A recent study has revealed that children who nap in the middle of the day tend to excel over others in a number of different ways.
Who doesn't love a good nap? From the day we are born to the day we die, we all love to sleep. Well, there's a gap early on when kids seem to want to be awake all day every day, but other than that, pretty much everyone loves to sleep. Many of us associate napping with being unproductive and unhelpful. However, new research from the University of Pennsylvania suggests otherwise.
The study, which was recently published in SLEEP and reported on by Science Daily, discovered a link between children who nap and their academic ability. It included just shy of 3000 children across the fourth, fifth, and sixth grade. Older than most children who like to nap, but the results were pretty telling.
The study revealed that children who napped around midday excelled in a number of different ways. However, the most notable was academic ability. "Children who napped three or more times per week benefit from a 7.6% increase in academic performance in Grade 6," reported Adrian Raine, a co-author on the paper. The study also kept tabs on things like happiness, grit, and even physical attributes as well.

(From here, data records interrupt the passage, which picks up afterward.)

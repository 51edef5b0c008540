//! The static product catalog.
//!
//! The catalog is built once at startup and shared read-only across all
//! requests, so no locking is needed.

use std::collections::HashSet;

use crate::models::{Composition, Product};

/// Ordered, immutable collection of all known products.
pub struct Catalog {
    products: Vec<Product>,
}

impl Catalog {
    /// Build a catalog from seed data.
    ///
    /// Panics on duplicate product ids: a corrupt seed is a programming
    /// defect, not a runtime-recoverable error.
    pub fn new(products: Vec<Product>) -> Self {
        let mut seen = HashSet::new();
        for product in &products {
            assert!(
                seen.insert(product.id.as_str()),
                "duplicate product id in catalog seed: {}",
                product.id
            );
        }
        Self { products }
    }

    /// All products in catalog order.
    pub fn products(&self) -> &[Product] {
        &self.products
    }

    /// Exact id lookup, no case folding. O(n) is fine at this catalog size.
    pub fn get(&self, id: &str) -> Option<&Product> {
        self.products.iter().find(|p| p.id == id)
    }

    pub fn len(&self) -> usize {
        self.products.len()
    }

    pub fn is_empty(&self) -> bool {
        self.products.is_empty()
    }

    /// The built-in demo catalog of Turkish mineral waters.
    ///
    /// Compositions are label values in mg/L (pH unitless); they are demo
    /// data, to be replaced with verified label readings.
    pub fn seed() -> Self {
        Self::new(vec![
            Product {
                id: "beypazari-200-6".into(),
                name: "Doğal Maden Suyu 200ml (6'lı)".into(),
                brand: "Beypazarı".into(),
                source: Some("Beypazarı / Ankara".into()),
                volume_ml: Some(200),
                pack_size: Some(6),
                carbonated: true,
                composition: Composition {
                    na: Some(350.0),
                    k: Some(30.0),
                    ca: Some(100.0),
                    mg: Some(60.0),
                    hco3: Some(1800.0),
                    so4: Some(120.0),
                    cl: Some(80.0),
                    no3: Some(2.0),
                    f: Some(0.8),
                    tds: Some(2300.0),
                    ph: Some(6.3),
                },
                image_url: None,
                is_active: true,
                created_at: "2025-09-24T10:00:00Z".into(),
                updated_at: "2025-09-27T18:00:00Z".into(),
            },
            Product {
                id: "akmina-200-6".into(),
                name: "Doğal Maden Suyu 200ml (6'lı)".into(),
                brand: "Akmina".into(),
                source: Some("Afyon".into()),
                volume_ml: Some(200),
                pack_size: Some(6),
                carbonated: true,
                composition: Composition {
                    na: Some(20.0),
                    k: Some(5.0),
                    ca: Some(60.0),
                    mg: Some(25.0),
                    hco3: Some(450.0),
                    so4: Some(40.0),
                    cl: Some(15.0),
                    no3: Some(1.0),
                    f: Some(0.2),
                    tds: Some(700.0),
                    ph: Some(7.2),
                },
                image_url: None,
                is_active: true,
                created_at: "2025-09-23T09:00:00Z".into(),
                updated_at: "2025-09-27T18:00:00Z".into(),
            },
            Product {
                id: "kizilay-erzincan-200-6".into(),
                name: "Erzincan Doğal Maden Suyu 200ml (6'lı)".into(),
                brand: "Kızılay".into(),
                source: Some("Erzincan".into()),
                volume_ml: Some(200),
                pack_size: Some(6),
                carbonated: true,
                composition: Composition {
                    na: Some(10.0),
                    k: Some(2.0),
                    ca: Some(220.0),
                    mg: Some(65.0),
                    hco3: Some(1800.0),
                    so4: Some(35.0),
                    cl: Some(10.0),
                    no3: Some(0.5),
                    f: Some(0.1),
                    tds: Some(2200.0),
                    ph: Some(6.5),
                },
                image_url: None,
                is_active: true,
                created_at: "2025-09-20T12:00:00Z".into(),
                updated_at: "2025-09-26T15:45:10Z".into(),
            },
            Product {
                id: "uludag-200-6".into(),
                name: "Uludağ Doğal Maden Suyu 200ml (6'lı)".into(),
                brand: "Uludağ".into(),
                source: Some("Bursa".into()),
                volume_ml: Some(200),
                pack_size: Some(6),
                carbonated: true,
                composition: Composition {
                    na: Some(30.0),
                    k: Some(4.0),
                    ca: Some(80.0),
                    mg: Some(35.0),
                    hco3: Some(600.0),
                    so4: Some(50.0),
                    cl: Some(20.0),
                    no3: Some(1.0),
                    f: Some(0.3),
                    tds: Some(900.0),
                    ph: Some(6.9),
                },
                image_url: None,
                is_active: true,
                created_at: "2025-09-22T10:00:00Z".into(),
                updated_at: "2025-09-22T10:00:00Z".into(),
            },
            Product {
                id: "sirma-200-6".into(),
                name: "Sırma Doğal Maden Suyu 200ml (6'lı)".into(),
                brand: "Sırma".into(),
                source: Some("Sakarya".into()),
                volume_ml: Some(200),
                pack_size: Some(6),
                carbonated: true,
                composition: Composition {
                    na: Some(8.0),
                    k: Some(1.5),
                    ca: Some(50.0),
                    mg: Some(20.0),
                    hco3: Some(400.0),
                    so4: Some(20.0),
                    cl: Some(8.0),
                    no3: Some(0.8),
                    f: Some(0.1),
                    tds: Some(600.0),
                    ph: Some(7.4),
                },
                image_url: None,
                is_active: true,
                created_at: "2025-09-10T08:00:00Z".into(),
                updated_at: "2025-09-20T08:00:00Z".into(),
            },
        ])
    }
}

There has been an outcry for years now that the school day should start later so that children can get more sleep. This might be the simplest solution to that. Rather than starting later, just let children nap for an hour at midday. The school day may have to run a little longer, but this seems like an easier answer to the issue to us than moving the entire school day up by an hour or two.
This is hopefully just the beginning of research into this field. It is the first study of its kind, at least in the US, so those in charge of implementing something like mandatory naps will want to see more evidence that it will greatly help schoolchildren. Perhaps once more evidence is showcased, midday naps will one day become a staple of a child's school day.